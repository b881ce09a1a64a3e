use std::fmt;
use std::hash::Hash;

use serde::{Deserialize, Deserializer, Serialize, Serializer};

use crate::error::TypeError;

/// Ledger identity of a submitting account.
///
/// A 20-byte account address assigned by the external ledger's type system.
/// The all-zero address is the ledger's "no owner" sentinel: a lookup that
/// returns a record owned by [`AccountId::ZERO`] means the fingerprint was
/// never registered.
#[derive(Clone, Copy, PartialEq, Eq, Hash, PartialOrd, Ord)]
pub struct AccountId {
    address: [u8; 20],
}

impl AccountId {
    /// The null-identity sentinel.
    pub const ZERO: Self = Self { address: [0u8; 20] };

    /// Create from a raw 20-byte address.
    pub const fn from_raw(address: [u8; 20]) -> Self {
        Self { address }
    }

    /// The raw 20-byte address.
    pub fn as_bytes(&self) -> &[u8; 20] {
        &self.address
    }

    /// Whether this is the null-identity sentinel.
    pub fn is_zero(&self) -> bool {
        *self == Self::ZERO
    }

    /// Canonical `0x`-prefixed lowercase hex rendering.
    pub fn to_hex(&self) -> String {
        format!("0x{}", hex::encode(self.address))
    }

    /// Parse from a hex string, with or without a `0x` prefix.
    pub fn from_hex(s: &str) -> Result<Self, TypeError> {
        let s = s.trim();
        let s = s.strip_prefix("0x").unwrap_or(s);
        let bytes = hex::decode(s).map_err(|e| TypeError::InvalidHex(e.to_string()))?;
        if bytes.len() != 20 {
            return Err(TypeError::InvalidLength {
                expected: 20,
                actual: bytes.len(),
            });
        }
        let mut address = [0u8; 20];
        address.copy_from_slice(&bytes);
        Ok(Self { address })
    }
}

impl fmt::Debug for AccountId {
    fn fmt(&self, f: &mut fmt::Formatter<'_>) -> fmt::Result {
        write!(f, "AccountId(0x{})", hex::encode(&self.address[..4]))
    }
}

impl fmt::Display for AccountId {
    fn fmt(&self, f: &mut fmt::Formatter<'_>) -> fmt::Result {
        write!(f, "{}", self.to_hex())
    }
}

impl Serialize for AccountId {
    fn serialize<S: Serializer>(&self, serializer: S) -> Result<S::Ok, S::Error> {
        serializer.serialize_str(&self.to_hex())
    }
}

impl<'de> Deserialize<'de> for AccountId {
    fn deserialize<D: Deserializer<'de>>(deserializer: D) -> Result<Self, D::Error> {
        let s = String::deserialize(deserializer)?;
        Self::from_hex(&s).map_err(serde::de::Error::custom)
    }
}

#[cfg(test)]
mod tests {
    use super::*;

    #[test]
    fn zero_is_the_sentinel() {
        assert!(AccountId::ZERO.is_zero());
        assert!(!AccountId::from_raw([1; 20]).is_zero());
    }

    #[test]
    fn hex_roundtrip() {
        let id = AccountId::from_raw([0x5f; 20]);
        assert_eq!(AccountId::from_hex(&id.to_hex()).unwrap(), id);
    }

    #[test]
    fn prefix_is_optional() {
        let id = AccountId::from_raw([0x12; 20]);
        let bare = hex::encode(id.as_bytes());
        assert_eq!(AccountId::from_hex(&bare).unwrap(), id);
        assert_eq!(AccountId::from_hex(&format!("0x{bare}")).unwrap(), id);
    }

    #[test]
    fn rejects_wrong_length() {
        assert!(matches!(
            AccountId::from_hex("0xabcd"),
            Err(TypeError::InvalidLength { .. })
        ));
    }

    #[test]
    fn serde_is_a_prefixed_hex_string() {
        let id = AccountId::from_raw([9; 20]);
        let json = serde_json::to_string(&id).unwrap();
        assert!(json.starts_with("\"0x"));
        let parsed: AccountId = serde_json::from_str(&json).unwrap();
        assert_eq!(id, parsed);
    }
}
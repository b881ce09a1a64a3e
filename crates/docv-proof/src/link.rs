//! Shareable verification links.
//!
//! A share link is any URL whose query component carries a single `hash`
//! parameter holding a fingerprint. Parsing accepts any host and path
//! prefix; only the fingerprint parameter matters.

use url::Url;

use docv_types::Fingerprint;

use crate::error::LinkError;

/// Query parameter carrying the fingerprint.
pub const FINGERPRINT_PARAM: &str = "hash";

/// Build the canonical verification URL for a fingerprint.
///
/// Any `hash` parameter already present on the base URL is dropped so the
/// result always carries exactly one.
pub fn build(base_url: &str, fingerprint: &Fingerprint) -> Result<String, LinkError> {
    let mut url = Url::parse(base_url).map_err(|e| LinkError::InvalidUrl(e.to_string()))?;

    let retained: Vec<(String, String)> = url
        .query_pairs()
        .filter(|(key, _)| key != FINGERPRINT_PARAM)
        .map(|(k, v)| (k.into_owned(), v.into_owned()))
        .collect();
    url.set_query(None);
    {
        let mut pairs = url.query_pairs_mut();
        for (key, value) in &retained {
            pairs.append_pair(key, value);
        }
        pairs.append_pair(FINGERPRINT_PARAM, &fingerprint.to_hex());
    }

    Ok(url.into())
}

/// Extract the fingerprint from a share link, regardless of host or path.
pub fn parse(link: &str) -> Result<Fingerprint, LinkError> {
    let url = Url::parse(link).map_err(|e| LinkError::InvalidUrl(e.to_string()))?;
    let value = url
        .query_pairs()
        .find(|(key, _)| key == FINGERPRINT_PARAM)
        .map(|(_, value)| value.into_owned())
        .ok_or(LinkError::MissingFingerprint)?;
    Ok(Fingerprint::from_hex(&value)?)
}

#[cfg(test)]
mod tests {
    use super::*;

    fn fp() -> Fingerprint {
        Fingerprint::from_digest([0x42; 32])
    }

    #[test]
    fn build_appends_the_single_hash_parameter() {
        let link = build("https://docverify.dev/verify", &fp()).unwrap();
        assert_eq!(
            link,
            format!("https://docverify.dev/verify?hash={}", fp().to_hex())
        );
    }

    #[test]
    fn roundtrip_preserves_the_fingerprint() {
        let link = build("http://localhost:3000/verify", &fp()).unwrap();
        assert_eq!(parse(&link).unwrap(), fp());
    }

    #[test]
    fn parse_accepts_any_host_and_path() {
        let hex = fp().to_hex();
        for link in [
            format!("http://44.211.78.74:3000/manualverify?hash={hex}"),
            format!("https://example.org/deep/path/verify?hash={hex}"),
            format!("https://example.org/?other=1&hash={hex}"),
        ] {
            assert_eq!(parse(&link).unwrap(), fp());
        }
    }

    #[test]
    fn build_replaces_a_stale_hash_parameter() {
        let stale = format!("https://docverify.dev/verify?hash={}", "0".repeat(64));
        let link = build(&stale, &fp()).unwrap();
        assert_eq!(parse(&link).unwrap(), fp());
        assert_eq!(link.matches("hash=").count(), 1);
    }

    #[test]
    fn parse_rejects_links_without_a_fingerprint() {
        assert_eq!(
            parse("https://docverify.dev/verify").unwrap_err(),
            LinkError::MissingFingerprint
        );
    }

    #[test]
    fn parse_rejects_malformed_fingerprints() {
        assert!(matches!(
            parse("https://docverify.dev/verify?hash=abc123").unwrap_err(),
            LinkError::InvalidFingerprint(_)
        ));
    }

    #[test]
    fn build_rejects_invalid_base_urls() {
        assert!(matches!(
            build("not a url", &fp()).unwrap_err(),
            LinkError::InvalidUrl(_)
        ));
    }
}
//! Digest engine for the DocVerify registry.
//!
//! Computes the content [`Fingerprint`](docv_types::Fingerprint) of a
//! document: a plain, unkeyed SHA-256 over the full byte content. The hash
//! is deliberately unsalted so that any standard SHA-256 implementation on
//! the other side of the ledger produces the same fingerprint bit-for-bit.

pub mod engine;
pub mod error;
pub mod source;

pub use engine::DigestEngine;
pub use error::DigestError;
pub use source::FileSource;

▶ Your goal:
When a line among the entries above contains "retained", copy it.

▶ Written answer:
    let retained: Vec<(String, String)> = url
        for (key, value) in &retained {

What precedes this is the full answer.